**Task goal**:
Copy out each line of the material below with no changes.

**Extracted entries**:
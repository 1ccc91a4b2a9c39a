use crate::rows::Row;

/// Discrete spacing class for the horizontal gap between two row neighbors.
#[derive(Debug, Clone, Copy, PartialEq, Eq)]
pub enum SpacingClass {
    /// Intra-word / normal spacing: one space.
    Word,
    /// Column boundary: three spaces.
    Column,
    /// Wide column boundary: five spaces.
    WideColumn,
}

impl SpacingClass {
    /// Number of literal space characters this class renders as.
    pub fn space_count(&self) -> usize {
        match self {
            SpacingClass::Word => 1,
            SpacingClass::Column => 3,
            SpacingClass::WideColumn => 5,
        }
    }
}

/// Gap thresholds for spacing classification, in page pixels.
///
/// The defaults are calibrated against the default rasterization scale.
/// Callers rendering at a different scale must rescale gaps (or these
/// thresholds) themselves — classification is deliberately not
/// scale-adaptive, since that would change observable output.
#[derive(Debug, Clone)]
pub struct SpacingOptions {
    /// Gaps at or above this width are column boundaries (default: 15.0).
    pub column_gap: f64,
    /// Gaps at or above this width are wide column boundaries (default: 40.0).
    pub wide_column_gap: f64,
}

impl Default for SpacingOptions {
    fn default() -> Self {
        Self {
            column_gap: 15.0,
            wide_column_gap: 40.0,
        }
    }
}

/// Classify a horizontal gap into a spacing class.
///
/// Negative gaps (horizontally overlapping boxes) and degenerate geometry
/// fall through to [`SpacingClass::Word`], the minimum spacing.
pub fn classify_gap(gap: f64, options: &SpacingOptions) -> SpacingClass {
    if gap >= options.wide_column_gap {
        SpacingClass::WideColumn
    } else if gap >= options.column_gap {
        SpacingClass::Column
    } else {
        SpacingClass::Word
    }
}

/// Render one row as a single line of text.
///
/// The first fragment's text starts the line; each following fragment is
/// preceded by the number of spaces its gap to the previous fragment
/// classifies to (`gap = next.x0 - current.x1`). An empty row renders as an
/// empty string, which callers skip. Never fails.
pub fn render_row(row: &Row, options: &SpacingOptions) -> String {
    let mut fragments = row.fragments.iter();
    let Some(first) = fragments.next() else {
        return String::new();
    };

    let mut line = first.text.clone();
    let mut previous = first;
    for next in fragments {
        let gap = next.bbox.x0 - previous.bbox.x1;
        let class = classify_gap(gap, options);
        for _ in 0..class.space_count() {
            line.push(' ');
        }
        line.push_str(&next.text);
        previous = next;
    }
    line
}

**Expected output**:
repository 1ccc91a4b2a9c39a
use crate::rows::Row;

/// Discrete spacing class for the horizontal gap between two row neighbors.
#[derive(Debug, Clone, Copy, PartialEq, Eq)]
pub enum SpacingClass {
    /// Intra-word / normal spacing: one space.
    Word,
    /// Column boundary: three spaces.
    Column,
    /// Wide column boundary: five spaces.
    WideColumn,
}

impl SpacingClass {
    /// Number of literal space characters this class renders as.
    pub fn space_count(&self) -> usize {
        match self {
            SpacingClass::Word => 1,
            SpacingClass::Column => 3,
            SpacingClass::WideColumn => 5,
        }
    }
}

/// Gap thresholds for spacing classification, in page pixels.
///
/// The defaults are calibrated against the default rasterization scale.
/// Callers rendering at a different scale must rescale gaps (or these
/// thresholds) themselves — classification is deliberately not
/// scale-adaptive, since that would change observable output.
#[derive(Debug, Clone)]
pub struct SpacingOptions {
    /// Gaps at or above this width are column boundaries (default: 15.0).
    pub column_gap: f64,
    /// Gaps at or above this width are wide column boundaries (default: 40.0).
    pub wide_column_gap: f64,
}

impl Default for SpacingOptions {
    fn default() -> Self {
        Self {
            column_gap: 15.0,
            wide_column_gap: 40.0,
        }
    }
}

/// Classify a horizontal gap into a spacing class.
///
/// Negative gaps (horizontally overlapping boxes) and degenerate geometry
/// fall through to [`SpacingClass::Word`], the minimum spacing.
pub fn classify_gap(gap: f64, options: &SpacingOptions) -> SpacingClass {
    if gap >= options.wide_column_gap {
        SpacingClass::WideColumn
    } else if gap >= options.column_gap {
        SpacingClass::Column
    } else {
        SpacingClass::Word
    }
}

/// Render one row as a single line of text.
///
/// The first fragment's text starts the line; each following fragment is
/// preceded by the number of spaces its gap to the previous fragment
/// classifies to (`gap = next.x0 - current.x1`). An empty row renders as an
/// empty string, which callers skip. Never fails.
pub fn render_row(row: &Row, options: &SpacingOptions) -> String {
    let mut fragments = row.fragments.iter();
    let Some(first) = fragments.next() else {
        return String::new();
    };

    let mut line = first.text.clone();
    let mut previous = first;
    for next in fragments {
        let gap = next.bbox.x0 - previous.bbox.x1;
        let class = classify_gap(gap, options);
        for _ in 0..class.space_count() {
            line.push(' ');
        }
        line.push_str(&next.text);
        previous = next;
    }
    line
}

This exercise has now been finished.